Eco-social theory depicts the outcome of individuals health when they are exposed to multiple factors in the environment in which they live coupled with other social factors (Berkman et al. 2014). It could be understood that the exposure to disease causing organisms can actually vary among people in the same geographical location which is largely connected to the level of support one is privileged to have. The response to each of these biological forces within the body may differ significantly even where as we are all confined within the same environment (Krieger, 2001). According to Koenen (2014), mental illness is predominantly visible among adults who in some cases were in their early life (fetal development) exposed to difficult moments. This tells us why it is important to provide substantial protection to women during pregnancy in order to prevent such an undesirable health outcomes.

In conclusion, the manner in which disease occurs among people is multifactorial. In addition, social structures are not equally distributed within the population and therefore have an effect on the population as a whole.
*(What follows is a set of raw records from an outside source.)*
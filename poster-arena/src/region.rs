//! A mapped byte region, addressed by offsets only.
use core::sync::atomic::{AtomicU32, AtomicU64};
use memmap2::{MmapMut, MmapOptions, MmapRaw};
use std::os::unix::io::AsRawFd;

/// The backing store of an arena.
///
/// Either an anonymous, process-local mapping or a shared mapping of a file descriptor. Other
/// processes may map the same file at a different base address, so nothing stored _inside_ the
/// region is ever a pointer. Every access resolves an offset against our own mapping instead.
///
/// Word-sized fields are accessed as atomics, which is sound even while another process writes
/// to them. Byte ranges are copied in and out and must be protected by the caller's locking.
pub struct Region {
    base: *mut u8,
    len: usize,
    /// Keeps the mapping alive. Not accessed besides `Drop`, all access goes through `base`.
    #[allow(dead_code)]
    map: Mapping,
}

enum Mapping {
    Anonymous(MmapMut),
    Shared(MmapRaw),
}

// Safety: the region is plain memory and every access through it is either atomic or a raw copy
// whose exclusion is the caller's responsibility, see the type documentation.
unsafe impl Send for Region {}
unsafe impl Sync for Region {}

impl Region {
    /// Map `len` bytes of fresh, zeroed, process-local memory.
    pub fn anonymous(len: usize) -> Result<Self, std::io::Error> {
        let mut map = MmapOptions::new().len(len).map_anon()?;
        let base = map.as_mut_ptr();
        Ok(Region {
            base,
            len: map.len(),
            map: Mapping::Anonymous(map),
        })
    }

    /// Map the whole file `fd` shared, readable and writable.
    ///
    /// All mappings of the same file observe each other's writes.
    pub fn from_fd<T: AsRawFd>(fd: &T) -> Result<Self, std::io::Error> {
        let map = MmapRaw::map_raw(fd)?;
        Ok(Region {
            base: map.as_mut_ptr(),
            len: map.len(),
            map: Mapping::Shared(map),
        })
    }

    pub fn len(&self) -> usize {
        self.len
    }

    pub fn is_empty(&self) -> bool {
        self.len == 0
    }

    /// Whether other processes can map the same memory.
    pub fn is_shared(&self) -> bool {
        matches!(self.map, Mapping::Shared(_))
    }

    /// Check that `[off, off+len)` is inside the region.
    pub fn contains(&self, off: u64, len: u64) -> bool {
        off.checked_add(len)
            .map_or(false, |end| end <= self.len as u64)
    }

    fn resolve(&self, off: u64, len: u64) -> *mut u8 {
        assert!(
            self.contains(off, len),
            "range {off}+{len} out of bounds (len={})",
            self.len
        );
        // Safety: just checked to be in-bounds of the mapping.
        unsafe { self.base.add(off as usize) }
    }

    pub fn atomic_u32(&self, off: u64) -> &AtomicU32 {
        assert!(off % 4 == 0, "misaligned u32 at {off}");
        let ptr = self.resolve(off, 4);
        // Safety: aligned, in-bounds, and the mapping is initialized (zeroed on creation) memory
        // that lives as long as `self`. Atomics have no uniqueness requirement.
        unsafe { &*(ptr as *const AtomicU32) }
    }

    pub fn atomic_u64(&self, off: u64) -> &AtomicU64 {
        assert!(off % 8 == 0, "misaligned u64 at {off}");
        let ptr = self.resolve(off, 8);
        // Safety: see `atomic_u32`.
        unsafe { &*(ptr as *const AtomicU64) }
    }

    pub fn load_u64(&self, off: u64) -> u64 {
        self.atomic_u64(off).load(core::sync::atomic::Ordering::Relaxed)
    }

    pub fn store_u64(&self, off: u64, val: u64) {
        self.atomic_u64(off)
            .store(val, core::sync::atomic::Ordering::Relaxed)
    }

    pub fn load_u32(&self, off: u64) -> u32 {
        self.atomic_u32(off).load(core::sync::atomic::Ordering::Relaxed)
    }

    pub fn store_u32(&self, off: u64, val: u32) {
        self.atomic_u32(off)
            .store(val, core::sync::atomic::Ordering::Relaxed)
    }

    /// Copy `data` into the region at `off`.
    pub fn copy_in(&self, off: u64, data: &[u8]) {
        let ptr = self.resolve(off, data.len() as u64);
        // Safety: in-bounds, `data` can not overlap with a raw mapping we never hand out mutably.
        unsafe { core::ptr::copy_nonoverlapping(data.as_ptr(), ptr, data.len()) }
    }

    /// Copy from the region at `off` into `buf`.
    pub fn copy_out(&self, off: u64, buf: &mut [u8]) {
        let ptr = self.resolve(off, buf.len() as u64);
        // Safety: in-bounds, see `copy_in`.
        unsafe { core::ptr::copy_nonoverlapping(ptr, buf.as_mut_ptr(), buf.len()) }
    }

    /// Copy `len` bytes between two ranges of the region.
    pub fn copy_within(&self, from: u64, to: u64, len: u64) {
        let src = self.resolve(from, len);
        let dst = self.resolve(to, len);
        // Safety: both in-bounds. Overlap is permitted by `copy`.
        unsafe { core::ptr::copy(src, dst, len as usize) }
    }

    pub fn fill(&self, off: u64, len: u64, byte: u8) {
        let ptr = self.resolve(off, len);
        // Safety: in-bounds.
        unsafe { core::ptr::write_bytes(ptr, byte, len as usize) }
    }

    /// View a byte range.
    ///
    /// # Safety
    ///
    /// No other process or thread may write the range while the slice is alive. In practice the
    /// caller holds the lock protecting it.
    pub unsafe fn slice(&self, off: u64, len: u64) -> &[u8] {
        let ptr = self.resolve(off, len);
        unsafe { core::slice::from_raw_parts(ptr, len as usize) }
    }

    /// Mutably view a byte range.
    ///
    /// # Safety
    ///
    /// No other process or thread may access the range while the slice is alive, and no other
    /// slice of it may exist.
    #[allow(clippy::mut_from_ref)]
    pub unsafe fn slice_mut(&self, off: u64, len: u64) -> &mut [u8] {
        let ptr = self.resolve(off, len);
        unsafe { core::slice::from_raw_parts_mut(ptr, len as usize) }
    }
}

#[test]
fn anonymous_is_zeroed() {
    let region = Region::anonymous(4096).unwrap();
    let mut buf = [0xffu8; 64];
    region.copy_out(4096 - 64, &mut buf);
    assert_eq!(buf, [0u8; 64]);
    assert_eq!(region.load_u64(0), 0);
}

#[test]
fn bounds() {
    let region = Region::anonymous(4096).unwrap();
    assert!(region.contains(0, 4096));
    assert!(!region.contains(1, 4096));
    assert!(!region.contains(u64::MAX, 2));
}
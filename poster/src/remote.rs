//! Posters owned by a poster server on another host.
//!
//! A remote poster is mirrored in a local cache. Taking it pulls the whole content into the
//! cache, giving back a write access pushes the whole cache in a single write. Between the two
//! the caller works on the cache only.
use crate::client::RpcClient;
use crate::op::{Endianness, Op};
use crate::wire::{Reply, Request};
use crate::{Error, IoctlCmd, IoctlReply, Result};

#[derive(Clone, Debug)]
pub struct RemotePoster {
    host: String,
    id: u64,
    /// Our pid if we created the poster.
    owner: Option<u32>,
    endianness: Endianness,
    cache: Vec<u8>,
}

/// Access to the cache of a taken remote poster.
///
/// A write access is pushed to the server by [`RemoteGuard::give`], or on drop, in which case a
/// failure is only logged.
pub struct RemoteGuard<'a> {
    poster: &'a mut RemotePoster,
    client: &'a mut RpcClient,
    op: Op,
    given: bool,
}

fn unexpected() -> Error {
    Error::ProtocolCorruption("reply does not match request")
}

impl RemotePoster {
    pub(crate) fn create(client: &mut RpcClient, name: &str, size: usize) -> Result<Self> {
        if size == 0 {
            return Err(Error::BadOperation("posters can not be empty"));
        }

        let endianness = Endianness::native();
        let request = Request::Create {
            name: name.to_owned(),
            len: size as u64,
            endianness,
        };

        let Reply::Created { id } = client.call(&request)? else {
            return Err(unexpected());
        };

        tracing::debug!(host = client.host(), name, id, "created remote poster");
        Ok(RemotePoster {
            host: client.host().to_owned(),
            id,
            owner: Some(std::process::id()),
            endianness,
            cache: vec![0; size],
        })
    }

    pub(crate) fn find(client: &mut RpcClient, name: &str) -> Result<Self> {
        let request = Request::Find {
            name: name.to_owned(),
        };

        let Reply::Found {
            id,
            len,
            endianness,
        } = client.call(&request)?
        else {
            return Err(unexpected());
        };

        Ok(RemotePoster {
            host: client.host().to_owned(),
            id,
            owner: None,
            endianness,
            cache: vec![0; len as usize],
        })
    }

    /// The server this poster lives on.
    pub fn host(&self) -> &str {
        &self.host
    }

    /// The server-issued id of this handle.
    pub fn id(&self) -> u64 {
        self.id
    }

    pub fn endianness(&self) -> Endianness {
        self.endianness
    }

    /// Size of the cache, the poster size as of the last exchange with the server.
    pub fn size(&self) -> usize {
        self.cache.len()
    }

    /// Ask the server for the current size, updating the cache.
    pub(crate) fn refresh_size(&mut self, client: &mut RpcClient) -> Result<usize> {
        match self.ioctl(client, IoctlCmd::GetSize)? {
            IoctlReply::Size(size) => {
                self.cache.resize(size as usize, 0);
                Ok(self.cache.len())
            }
            _ => Err(unexpected()),
        }
    }

    /// Pull the poster content into the cache.
    ///
    /// A poster that was never written has no content to pull. Taking it for writing still
    /// succeeds with a zeroed cache, any other take fails with [`Error::ClosedOrEmpty`].
    pub fn take<'a>(&'a mut self, client: &'a mut RpcClient, op: Op) -> Result<RemoteGuard<'a>> {
        let request = Request::Read {
            id: self.id,
            offset: 0,
            len: None,
        };

        match client.call(&request) {
            Ok(Reply::Data { data }) => self.cache = data,
            Ok(_) => return Err(unexpected()),
            Err(Error::ClosedOrEmpty) if op == Op::Write => {
                // Nothing to pull, but the poster may have been resized since we last looked.
                let size = self.refresh_size(client)?;
                self.cache.clear();
                self.cache.resize(size, 0);
            }
            Err(err) => return Err(err),
        }

        Ok(RemoteGuard {
            poster: self,
            client,
            op,
            given: false,
        })
    }

    pub fn read(&mut self, client: &mut RpcClient, offset: usize, buf: &mut [u8]) -> Result<usize> {
        let request = Request::Read {
            id: self.id,
            offset: offset as u64,
            len: Some(buf.len() as u64),
        };

        let Reply::Data { data } = client.call(&request)? else {
            return Err(unexpected());
        };

        let len = data.len().min(buf.len());
        buf[..len].copy_from_slice(&data[..len]);
        Ok(len)
    }

    pub fn write(&mut self, client: &mut RpcClient, offset: usize, data: &[u8]) -> Result<usize> {
        let request = Request::Write {
            id: self.id,
            offset: offset as u64,
            data: data.to_vec(),
        };

        let Reply::Written { len } = client.call(&request)? else {
            return Err(unexpected());
        };

        let len = len as usize;
        if let Some(cached) = self.cache.get_mut(offset..) {
            let keep = len.min(cached.len()).min(data.len());
            cached[..keep].copy_from_slice(&data[..keep]);
        }

        Ok(len)
    }

    pub fn ioctl(&mut self, client: &mut RpcClient, cmd: IoctlCmd) -> Result<IoctlReply> {
        if let IoctlCmd::Resize(size) = cmd {
            self.resize(client, size as usize)?;
            return Ok(IoctlReply::Resized);
        }

        let request = Request::Ioctl {
            id: self.id,
            cmd: cmd.code(),
        };

        match client.call(&request)? {
            Reply::Ioctl(reply) => Ok(reply),
            _ => Err(unexpected()),
        }
    }

    /// Resize on the server, then the cache.
    ///
    /// Only the creating process may resize, which is checked here before asking the server.
    pub fn resize(&mut self, client: &mut RpcClient, size: usize) -> Result<()> {
        if self.owner != Some(std::process::id()) {
            return Err(Error::NotOwner);
        }

        let request = Request::Resize {
            id: self.id,
            size: size as u64,
        };

        let Reply::Resized = client.call(&request)? else {
            return Err(unexpected());
        };

        self.cache.resize(size, 0);
        Ok(())
    }

    pub fn delete(&mut self, client: &mut RpcClient) -> Result<()> {
        let Reply::Deleted = client.call(&Request::Delete { id: self.id })? else {
            return Err(unexpected());
        };

        tracing::debug!(host = %self.host, id = self.id, "deleted remote poster");
        self.cache.clear();
        Ok(())
    }
}

impl RemoteGuard<'_> {
    pub fn op(&self) -> Op {
        self.op
    }

    pub fn data(&self) -> &[u8] {
        &self.poster.cache
    }

    /// The cache for writing. Fails unless the poster was taken for [`Op::Write`].
    pub fn data_mut(&mut self) -> Result<&mut [u8]> {
        if self.op != Op::Write {
            return Err(Error::BadOperation("poster was not taken for writing"));
        }

        Ok(&mut self.poster.cache)
    }

    /// End the access, pushing the cache to the server after a write access.
    pub fn give(mut self) -> Result<()> {
        self.given = true;
        self.push()
    }

    fn push(&mut self) -> Result<()> {
        if self.op != Op::Write {
            return Ok(());
        }

        let request = Request::Write {
            id: self.poster.id,
            offset: 0,
            data: self.poster.cache.clone(),
        };

        match self.client.call(&request)? {
            Reply::Written { .. } => Ok(()),
            _ => Err(unexpected()),
        }
    }
}

impl Drop for RemoteGuard<'_> {
    fn drop(&mut self) {
        if self.given {
            return;
        }

        if let Err(err) = self.push() {
            tracing::warn!(
                host = %self.poster.host,
                id = self.poster.id,
                error = %err,
                "could not give back remote poster"
            );
        }
    }
}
Since disease arises as a result of cumulative exposures to both past and present biological and environmental agents (Kuh, Ben-Shlomo, Lynch, Hallqvist, & Power, 2003),it is therefore imperative to control how and to what degree we are exposed to such conditions in order to improve our health especially among mentally ill people in our societies.

References

  1. Berkman, L. F., Kawachi, I., & Glymour, M. (2014). Social Epidemiology. New York, UNITED STATES: Oxford University Press USA – OSO.
  2. Krieger, N. (2001). A glossary for social epidemiology. Journal of Epidemiology and Community Health, 55(10), 693. doi:10.1136/jech.55.10.693
  3. Koenen, K. C. (2014). A life course approach to mental disorders. Koenen, Koenen.
  4. Kuh, D., Ben-Shlomo, Y., Lynch, J., Hallqvist, J., & Power, C. (2003). Life course epidemiology. Journal of Epidemiology and Community Health, 57(10), 778-783. doi:10.1136/jech.57.10.778
  5. Oakes, J. M., & Kaufman, J. S. (2006). Methods in Social Epidemiology. Hoboken, UNITED STATES: John Wiley & Sons, Incorporated.